A new study from the Fraser Institute warns that Alberta's $140 per tonne industrial carbon tax and mandatory carbon capture requirements will substantially increase energy production costs, undermining the province's competitiveness against U.S. energy-producing states.
Cost increases across all energy sectors
The study, authored by Jack M. Mintz, president's fellow at the University of Calgary's School of Public Policy, compared production costs in Alberta with those in Texas and New Mexico. It found that by 2040, under the combined impact of corporate taxes, royalty taxes, fuel taxes, the industrial carbon tax, and carbon capture obligations, production costs will rise significantly.
Specifically, conventional oil production costs will increase from US$43 to $54 per barrel, a 25.6% jump. Oil sands costs will rise from US$51 to $61 per barrel, a 19.6% increase. Natural gas production costs will climb from CDN$1.56 to $2.17 per gigajoule, a 39.1% increase. Electricity generation costs will rise from CDN$39 to $53 per megawatt hour, a 35.9% increase.
Competitive disadvantage versus U.S. states
Critically, these added costs do not apply to energy producers in U.S. states such as Texas and New Mexico, putting Alberta at a significant disadvantage for attracting investment. Mintz noted, "By increasing the marginal costs to produce energy in Alberta, federal and provincial policymakers are in effect encouraging investors to look at other energy-producing jurisdictions where costs are lower and returns on investment are higher."
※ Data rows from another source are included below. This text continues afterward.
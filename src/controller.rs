use std::sync::Arc;

use chrono::Utc;
use futures::StreamExt;
use kube::{
    api::{Api, ListParams, ResourceExt},
    client::Client,
    runtime::controller::{Action, Controller},
    runtime::events::{Event, EventType},
    runtime::watcher::Config,
    Resource,
};
use opentelemetry::trace::TraceId;
use tokio::{sync::RwLock, time::Duration};
use tracing::*;

use crate::api::{cluster::Cluster, node_template::NodeTemplate};
use crate::config::Settings;
use crate::controllers::{
    controller::Context, node_template::SyncOutcome, upgrade::UpgradeOutcome,
    NodeTemplateSyncError,
};
use crate::metrics::Diagnostics;
use crate::{telemetry, Error, Metrics, Result};

pub static NODE_TEMPLATE_CONTROLLER: &str = "nodetemplate";
pub static CLUSTER_CONTROLLER: &str = "cluster";

/// Requeue delay for failures that need a human to fix the object.
const PERMANENT_FAILURE_REQUEUE: Duration = Duration::from_secs(60 * 60);
const FAILURE_REQUEUE: Duration = Duration::from_secs(30);
/// Polling interval while nodes are being upgraded.
const APPLYING_REQUEUE: Duration = Duration::from_secs(30);

fn record_trace_id() {
    let trace_id = telemetry::get_trace_id();
    if trace_id != TraceId::INVALID {
        Span::current().record("trace_id", field::display(&trace_id));
    }
}

#[instrument(skip(ctx, nt), fields(trace_id, name = nt.name_any(), namespace = nt.namespace()))]
async fn reconcile_node_template(nt: Arc<NodeTemplate>, ctx: Arc<Context>) -> Result<Action> {
    record_trace_id();
    ctx.diagnostics.write().await.last_event = Utc::now();
    let _timer = ctx.metrics.count_and_measure(NODE_TEMPLATE_CONTROLLER);

    let synced = ctx
        .bounded(async { Ok(ctx.node_templates.sync(&nt).await?) })
        .await;

    match synced {
        Ok(SyncOutcome::Synced {
            canonical,
            migrated: true,
        }) => {
            ctx.metrics.migrations.inc();
            ctx.publish(
                nt.as_ref(),
                Event {
                    type_: EventType::Normal,
                    reason: "Migrated".into(),
                    note: Some(format!(
                        "Migrated to `{}` in `{}`",
                        canonical.name_any(),
                        canonical.namespace().unwrap_or_default()
                    )),
                    action: "Migrating".into(),
                    secondary: Some(canonical.object_ref(&())),
                },
            )
            .await?;
            Ok(Action::requeue(ctx.settings.resync_period))
        }
        Ok(_) => Ok(Action::requeue(ctx.settings.resync_period)),
        Err(e @ Error::NodeTemplateSync(NodeTemplateSyncError::MissingCreator(_))) => {
            ctx.warn(nt.as_ref(), "MissingCreator", e.to_string()).await?;
            Err(e)
        }
        Err(e) => Err(e),
    }
}

#[instrument(skip(ctx, cluster), fields(trace_id, name = cluster.name_any()))]
async fn reconcile_cluster(cluster: Arc<Cluster>, ctx: Arc<Context>) -> Result<Action> {
    record_trace_id();
    ctx.diagnostics.write().await.last_event = Utc::now();
    let _timer = ctx.metrics.count_and_measure(CLUSTER_CONTROLLER);

    let outcome = ctx
        .bounded(async { Ok(ctx.upgrades.sync(&cluster).await?) })
        .await?;
    ctx.metrics.plans_written(&outcome);

    match outcome {
        UpgradeOutcome::Converged {
            created, updated, ..
        } if created + updated > 0 => {
            ctx.publish(
                cluster.as_ref(),
                Event {
                    type_: EventType::Normal,
                    reason: "PlansUpdated".into(),
                    note: Some(format!("Created {created} and updated {updated} upgrade plans")),
                    action: "Upgrading".into(),
                    secondary: None,
                },
            )
            .await?;
            Ok(Action::requeue(APPLYING_REQUEUE))
        }
        UpgradeOutcome::Converged { applying: true, .. } => Ok(Action::requeue(APPLYING_REQUEUE)),
        _ => Ok(Action::requeue(ctx.settings.resync_period)),
    }
}

fn requeue_after(error: &Error) -> Duration {
    match error {
        Error::NodeTemplateSync(NodeTemplateSyncError::MissingCreator(_)) => PERMANENT_FAILURE_REQUEUE,
        _ => FAILURE_REQUEUE,
    }
}

fn node_template_error_policy(nt: Arc<NodeTemplate>, error: &Error, ctx: Arc<Context>) -> Action {
    warn!(name = nt.name_any(), namespace = nt.namespace(), "reconcile failed: {:?}", error);
    ctx.metrics.reconcile_failure(NODE_TEMPLATE_CONTROLLER, error);
    Action::requeue(requeue_after(error))
}

fn cluster_error_policy(cluster: Arc<Cluster>, error: &Error, ctx: Arc<Context>) -> Action {
    warn!(name = cluster.name_any(), "reconcile failed: {:?}", error);
    ctx.metrics.reconcile_failure(CLUSTER_CONTROLLER, error);
    Action::requeue(requeue_after(error))
}

/// State shared between the controller and the web server
#[derive(Clone)]
pub struct State {
    /// Diagnostics populated by the reconciler
    diagnostics: Arc<RwLock<Diagnostics>>,
    /// Metrics registry
    registry: prometheus::Registry,
    metrics: Metrics,
    settings: Arc<Settings>,
}

/// State wrapper around the controller outputs for the web server
impl State {
    pub fn new(settings: Settings) -> Result<Self> {
        let registry = prometheus::Registry::default();
        let metrics = Metrics::new()?.register(&registry)?;

        Ok(Self {
            diagnostics: Default::default(),
            registry,
            metrics,
            settings: Arc::new(settings),
        })
    }

    /// Metrics getter
    pub fn metrics(&self) -> Vec<prometheus::proto::MetricFamily> {
        self.registry.gather()
    }

    /// State getter
    pub async fn diagnostics(&self) -> Diagnostics {
        self.diagnostics.read().await.clone()
    }

    pub fn settings(&self) -> &Settings {
        &self.settings
    }

    // Create a Controller Context that can update State
    pub fn to_context(&self, client: Client) -> Arc<Context> {
        Arc::new(Context::new(
            client,
            self.settings.clone(),
            self.metrics.clone(),
            self.diagnostics.clone(),
        ))
    }
}

async fn ensure_queryable<K>(api: &Api<K>) -> Result<()>
where
    K: Resource<DynamicType = ()> + Clone + serde::de::DeserializeOwned + std::fmt::Debug,
{
    if let Err(e) = api.list(&ListParams::default().limit(1)).await {
        error!("{} are not queryable; {e:?}. Is the CRD installed?", K::plural(&()));
        return Err(e.into());
    }
    Ok(())
}

/// Watches node templates in every namespace and migrates legacy ones.
pub async fn run_node_template_controller(ctx: Arc<Context>) -> Result<()> {
    let templates = Api::<NodeTemplate>::all(ctx.client.clone());
    ensure_queryable(&templates).await?;

    info!("Starting node template controller");
    Controller::new(templates, Config::default().any_semantic())
        .shutdown_on_signal()
        .run(reconcile_node_template, node_template_error_policy, ctx)
        .filter_map(|x| async move { std::result::Result::ok(x) })
        .for_each(|_| futures::future::ready(()))
        .await;
    Ok(())
}

/// Watches management clusters and converges their downstream upgrade plans.
pub async fn run_cluster_controller(ctx: Arc<Context>) -> Result<()> {
    let clusters = Api::<Cluster>::all(ctx.client.clone());
    ensure_queryable(&clusters).await?;

    info!("Starting cluster controller");
    Controller::new(clusters, Config::default().any_semantic())
        .shutdown_on_signal()
        .run(reconcile_cluster, cluster_error_policy, ctx)
        .filter_map(|x| async move { std::result::Result::ok(x) })
        .for_each(|_| futures::future::ready(()))
        .await;
    Ok(())
}

#[cfg(test)]
mod tests {
    use super::*;
    use crate::controllers::{ResolveError, UpgradeSyncError};

    #[test]
    fn missing_creator_backs_off() {
        let missing = Error::from(NodeTemplateSyncError::MissingCreator("aws-template".into()));
        assert_eq!(requeue_after(&missing), PERMANENT_FAILURE_REQUEUE);

        let unreachable = Error::from(UpgradeSyncError::Resolve(ResolveError::ClusterNotFound(
            "c-abcde".into(),
        )));
        assert_eq!(requeue_after(&unreachable), FAILURE_REQUEUE);
        assert_eq!(requeue_after(&Error::Timeout(Duration::from_secs(60))), FAILURE_REQUEUE);
    }

    #[tokio::test]
    async fn state_registers_metrics_once() {
        use clap::Parser;

        let state = State::new(Settings::try_parse_from(["controller"]).unwrap()).unwrap();
        let other = state.clone();

        state.metrics.migrations.inc();
        let names: Vec<_> = other.metrics().iter().map(|m| m.get_name().to_string()).collect();
        assert!(names.contains(&"cattle_sync_migrations_total".to_string()));
        assert!(other.diagnostics().await.last_event <= Utc::now());
    }
}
The industrial carbon tax and carbon capture requirements stem from a Memorandum of Understanding between the federal and Alberta governments. The study argues that these policies make Alberta less attractive for capital investment compared to its American rivals.
Broader economic implications
Mintz emphasized that higher electricity costs will ripple through the entire provincial economy, raising costs for all producers. "As energy becomes more expensive to produce as a result of the increased taxes and regulations, investors will inevitably look to other energy-producing jurisdictions where costs are lower," he said.
The Fraser Institute, an independent, non-partisan Canadian public policy think-tank, released the study on June 25, 2026. The institute does not accept government grants or contracts for research. The full report is available on the Fraser Institute website.